Radioprotective Properties of Fullerenol: Cellular, Biochemical and Physicochemical Approaches
DOI:
https://doi.org/10.31489/2959-0663/3-24-9Keywords:
tritium, fullerenol, radioprotection, luminescence, bacteria, bioassay, reactive oxygen species, enzymesAbstract
The search for optimal radioprotective methods and tools under low-dose radiation exposures represents a pressing issue in the field of modern radioecology. The objective of the study was to investigate the radioprotective properties of fullerenol C60,70Oy(OH)x, (x+y = 24–28), a water-soluble polyhydroxylated fullerene derivative with an electron-deficient aromatic carbon structure. Tritium, a radionuclide of low decay energy, was selected to simulate an exposure to low-dose irradiation (< 0.05 Gy). We applied luminous marine bacteria Photobacterium phosporeum as a model cellular object to monitor radiation bioeffects; the bioluminescence intensity of the bacteria was used as a tested biological parameter.

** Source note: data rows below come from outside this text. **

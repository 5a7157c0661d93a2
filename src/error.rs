//! Error types
//!
//! A small closed set of error kinds so callers can branch on what went
//! wrong (configuration, authentication, transport, HTTP status, decoding)
//! instead of matching on message text.

use std::path::PathBuf;
use thiserror::Error;

/// Maximum number of bytes of a response body kept inside an error
const MAX_ERROR_BODY_LENGTH: usize = 512;

pub type Result<T, E = Error> = std::result::Result<T, E>;

/// Bad, missing or conflicting connection settings
#[derive(Debug, Clone, PartialEq, Eq, Error)]
pub enum ConfigError {
    #[error("either token or service_account_key_file must be set in connection config")]
    MissingCredentials,

    #[error("only one of token or service_account_key_file should be set, not both")]
    ConflictingCredentials,

    #[error("timeout must be >= 0, got {0}")]
    NegativeTimeout(i64),

    #[error("retry must be >= 1, got {0}")]
    InvalidRetry(i64),

    #[error("folder_id must be provided")]
    MissingFolderId,

    #[error("failed to load connection config {path}: {message}")]
    Load { path: PathBuf, message: String },
}

/// Failures while resolving a bearer token
#[derive(Debug, Error)]
pub enum AuthError {
    #[error("invalid connection config: {0}")]
    Config(#[from] ConfigError),

    #[error("token or service_account_key_file must be set in connection config")]
    MissingKeyFile,

    #[error("read key file {path}: {source}")]
    ReadKeyFile {
        path: PathBuf,
        #[source]
        source: std::io::Error,
    },

    #[error("parse key json: {0}")]
    ParseKeyFile(#[source] serde_json::Error),

    #[error("invalid PEM in private_key")]
    InvalidPem,

    #[error("parse pkcs8 key: {0}")]
    ParsePkcs8(String),

    #[error("key is not RSA")]
    NotRsa,

    #[error("sign jwt: {0}")]
    Sign(#[source] jsonwebtoken::errors::Error),

    #[error("iam request to {url}: {source}")]
    Exchange {
        url: String,
        #[source]
        source: reqwest::Error,
    },

    #[error("iam http error {status}: {body}")]
    ExchangeStatus { status: u16, body: String },

    #[error("decode iam response: {0}")]
    ExchangeDecode(#[source] serde_json::Error),

    #[error("failed to build HTTP client: {0}")]
    Client(#[source] reqwest::Error),
}

/// Crate-wide error
#[derive(Debug, Error)]
pub enum Error {
    #[error(transparent)]
    Config(#[from] ConfigError),

    #[error(transparent)]
    Auth(#[from] AuthError),

    #[error("request to {url} failed: {source}")]
    Transport {
        url: String,
        #[source]
        source: reqwest::Error,
    },

    #[error("HTTP {status} from {url}: {body}")]
    Status {
        url: String,
        status: u16,
        body: String,
    },

    #[error("giving up after {attempts} attempt(s): {last}")]
    Exhausted { attempts: u32, last: Box<Error> },

    #[error("failed to decode response from {url}: {source}")]
    Decode {
        url: String,
        #[source]
        source: serde_json::Error,
    },

    #[error("failed to build HTTP client: {0}")]
    Client(#[source] reqwest::Error),

    #[error("invalid URL {url}: {source}")]
    Url {
        url: String,
        #[source]
        source: url::ParseError,
    },

    #[error("bearer token is not a valid header value")]
    InvalidToken,

    #[error("invalid qualifier {pair:?}: {reason}")]
    InvalidQualifier { pair: String, reason: String },

    #[error("unknown table: {0}")]
    UnknownTable(String),

    #[error("row sink rejected item: {0}")]
    Sink(String),
}

impl Error {
    /// HTTP status behind this error, looking through retry exhaustion
    pub fn status(&self) -> Option<u16> {
        match self {
            Error::Status { status, .. } => Some(*status),
            Error::Auth(AuthError::ExchangeStatus { status, .. }) => Some(*status),
            Error::Exhausted { last, .. } => last.status(),
            _ => None,
        }
    }

    /// Number of attempts made before this error surfaced
    pub fn attempts(&self) -> u32 {
        match self {
            Error::Exhausted { attempts, .. } => *attempts,
            _ => 1,
        }
    }
}

/// Cut `body` to at most `max_len` bytes on a char boundary, noting the
/// original size when anything was dropped
pub(crate) fn truncate_with_note(body: &str, max_len: usize) -> String {
    if body.len() <= max_len {
        return body.to_string();
    }
    let mut end = max_len;
    while !body.is_char_boundary(end) {
        end -= 1;
    }
    format!("{}... [truncated, {} bytes total]", &body[..end], body.len())
}

/// Truncate a response body for storage in an error value
pub(crate) fn truncate_body(body: &str) -> String {
    truncate_with_note(body, MAX_ERROR_BODY_LENGTH)
}

#[cfg(test)]
mod tests {
    use super::*;

    #[test]
    fn test_status_looks_through_exhausted() {
        let err = Error::Exhausted {
            attempts: 5,
            last: Box::new(Error::Status {
                url: "https://compute.api.cloud.yandex.net/compute/v1/instances".into(),
                status: 503,
                body: "unavailable".into(),
            }),
        };
        assert_eq!(err.status(), Some(503));
        assert_eq!(err.attempts(), 5);
        assert!(err.to_string().contains("503"));
    }

    #[test]
    fn test_truncate_with_note() {
        // 'ж' is two bytes; a 3-byte cut lands inside the second one
        assert_eq!(truncate_with_note("жжж", 3), "ж... [truncated, 6 bytes total]");
        assert_eq!(truncate_with_note("жжж", 6), "жжж");
        assert_eq!(truncate_with_note("abcdef", 2), "ab... [truncated, 6 bytes total]");
    }

    #[test]
    fn test_truncate_body_keeps_char_boundary() {
        let body = "ж".repeat(MAX_ERROR_BODY_LENGTH);
        let truncated = truncate_body(&body);
        assert!(truncated.contains("truncated"));
        assert!(truncate_body("short").eq("short"));
    }
}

Tritium activated the bacterial luminescence; the addition of fullerenol (< 3·10–3 g/L) “mitigated” the activation, thus revealing the radioprotective capacity of fullerenol for the marine microorganism. To evaluate the mechanisms of radioprotection of fullerenol in tritiated water, we investigated the effects of fullerenol on: (1) the content of reactive oxygen species and (2) the intensity of bioluminescence in the bacterial enzymatic reaction. Tritiated water produced moderate deviations from the control values, whereas the addition of fullerene brought these values closer to the ‘control’ ones. All observed effects were attributed to variations in the ionic balance of the aqueous medium, which resulted in the activation of bacterial functions through cell membranes.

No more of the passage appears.